Working with local co-ops, four Farm Bureaus in western Iowa are wrapping grain trailers with “traveling billboards,” promoting the value of agriculture and conservation progress to local communities.

Farm Bureaus from Palo Alto, Calhoun, Humboldt and Wright counties collaborated with co-ops in the region to place promotional signs on grain-hauling trailers. Each trailer features a different local farmer or farm family highlighting conservation efforts and the economic impact of agriculture on the local economy.

“We’re out here not just to promote agriculture, but also educate the consumer and the community on what we’re doing as farmers,” said Austin Charlson, president of the Wright County Farm Bureau and one of the farmers featured on a trailer.

Charlson’s message specifically focuses on the conservation efforts he’s undertaken.

“I farm next to three publicly accessible bodies of water,” he said. “Part of my job as a farmer is to keep that water clean.”

On his operation, Charlson uses a mixture of no-till, cover crops and precision application of chemicals. He also built waterways to reduce pooling and runoff.

Two dozen trailer wraps

Within the next few months, six trailers from each county will be on the road (24 total). Palo Alto was the first to try out this marketing idea, installing the signs on trailers late last year.

Gary Moritz, communications director with NEW Cooperative in Fort Dodge, said efforts like this become all the more important as fewer people are involved with agriculture every year.

“This is letting the community know how much impact agriculture has on the counties in Iowa,” Moritz said. “By partnering with our county Farm Bureaus, we’re able to bring local information on a traveling billboard. The value to us is in the educational aspect of the trailers.”

NEW Co-op has six trailers being wrapped. Moritz said they will be on the road soon.

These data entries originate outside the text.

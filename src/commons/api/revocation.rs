//! Revocation reasons and revocation state of issued certificates.

use std::fmt;
use std::str::FromStr;

use chrono::{DateTime, Utc};
use serde::{Deserialize, Serialize};

use super::IssuedCertificate;


//------------ CrlReason -----------------------------------------------------

/// The reason codes of RFC 5280, section 5.3.1.
#[derive(Clone, Copy, Debug, Deserialize, Eq, Hash, PartialEq, Serialize)]
#[serde(rename_all = "camelCase")]
pub enum CrlReason {
    Unspecified,
    KeyCompromise,
    CaCompromise,
    AffiliationChanged,
    Superseded,
    CessationOfOperation,
    CertificateHold,
    RemoveFromCrl,
    PrivilegeWithdrawn,
    AaCompromise,
}

impl CrlReason {
    pub fn code(self) -> u8 {
        match self {
            CrlReason::Unspecified => 0,
            CrlReason::KeyCompromise => 1,
            CrlReason::CaCompromise => 2,
            CrlReason::AffiliationChanged => 3,
            CrlReason::Superseded => 4,
            CrlReason::CessationOfOperation => 5,
            CrlReason::CertificateHold => 6,
            CrlReason::RemoveFromCrl => 8,
            CrlReason::PrivilegeWithdrawn => 9,
            CrlReason::AaCompromise => 10,
        }
    }

    /// Reasons which may only be used for the CA itself.
    pub fn is_ca_only(self) -> bool {
        matches!(
            self,
            CrlReason::CaCompromise
                | CrlReason::AaCompromise
                | CrlReason::RemoveFromCrl
        )
    }

    pub fn is_hold(self) -> bool {
        self == CrlReason::CertificateHold
    }

    fn name(self) -> &'static str {
        match self {
            CrlReason::Unspecified => "unspecified",
            CrlReason::KeyCompromise => "keyCompromise",
            CrlReason::CaCompromise => "cACompromise",
            CrlReason::AffiliationChanged => "affiliationChanged",
            CrlReason::Superseded => "superseded",
            CrlReason::CessationOfOperation => "cessationOfOperation",
            CrlReason::CertificateHold => "certificateHold",
            CrlReason::RemoveFromCrl => "removeFromCRL",
            CrlReason::PrivilegeWithdrawn => "privilegeWithdrawn",
            CrlReason::AaCompromise => "aACompromise",
        }
    }
}

impl fmt::Display for CrlReason {
    fn fmt(&self, f: &mut fmt::Formatter) -> fmt::Result {
        f.write_str(self.name())
    }
}

impl FromStr for CrlReason {
    type Err = String;

    fn from_str(s: &str) -> Result<Self, Self::Err> {
        let all = [
            CrlReason::Unspecified,
            CrlReason::KeyCompromise,
            CrlReason::CaCompromise,
            CrlReason::AffiliationChanged,
            CrlReason::Superseded,
            CrlReason::CessationOfOperation,
            CrlReason::CertificateHold,
            CrlReason::RemoveFromCrl,
            CrlReason::PrivilegeWithdrawn,
            CrlReason::AaCompromise,
        ];
        all.into_iter()
            .find(|r| {
                r.name().eq_ignore_ascii_case(s)
                    || u8::from_str(s).map(|c| c == r.code()).unwrap_or(false)
            })
            .ok_or_else(|| format!("unknown CRL reason '{}'", s))
    }
}


//------------ RevocationInfo ------------------------------------------------

#[derive(Clone, Copy, Debug, Deserialize, Eq, PartialEq, Serialize)]
pub struct RevocationInfo {
    reason: CrlReason,
    revocation_time: DateTime<Utc>,
    invalidity_time: Option<DateTime<Utc>>,
}

impl RevocationInfo {
    pub fn new(
        reason: CrlReason,
        revocation_time: DateTime<Utc>,
        invalidity_time: Option<DateTime<Utc>>,
    ) -> Self {
        RevocationInfo { reason, revocation_time, invalidity_time }
    }

    pub fn reason(&self) -> CrlReason {
        self.reason
    }

    pub fn revocation_time(&self) -> DateTime<Utc> {
        self.revocation_time
    }

    pub fn invalidity_time(&self) -> Option<DateTime<Utc>> {
        self.invalidity_time
    }
}


//------------ CertStatus ----------------------------------------------------

#[derive(Clone, Copy, Debug, Eq, PartialEq)]
pub enum CertStatus {
    Good,
    Revoked(CrlReason),
}


//------------ CertWithRevocationInfo ----------------------------------------

/// An issued certificate together with its current revocation state.
#[derive(Clone, Debug, Deserialize, Eq, PartialEq, Serialize)]
pub struct CertWithRevocationInfo {
    cert: IssuedCertificate,
    revocation: Option<RevocationInfo>,
}

impl CertWithRevocationInfo {
    pub fn new(cert: IssuedCertificate, revocation: Option<RevocationInfo>) -> Self {
        CertWithRevocationInfo { cert, revocation }
    }

    pub fn cert(&self) -> &IssuedCertificate {
        &self.cert
    }

    pub fn revocation(&self) -> Option<&RevocationInfo> {
        self.revocation.as_ref()
    }

    pub fn status(&self) -> CertStatus {
        match &self.revocation {
            None => CertStatus::Good,
            Some(info) => CertStatus::Revoked(info.reason()),
        }
    }

    pub fn is_revoked(&self) -> bool {
        self.revocation.is_some()
    }

    pub fn into_cert(self) -> IssuedCertificate {
        self.cert
    }
}


//------------ Tests ---------------------------------------------------------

The campaign was made possible with the help of the Iowa Farm Bureau SHARE Grant program, which offers funding to county Farm Bureaus for ag-focused education efforts. 

Terry Seehusen, Iowa Farm Bur­­eau Region 3 manager, said the trailers already on the road have drawn a lot of attention.

“Because of the local flavor of the promotion, it really gets peoples’ attention,” he said. “This has been a great partnership. It’s really wonderful for the communities to see folks they know represented in these pictures.”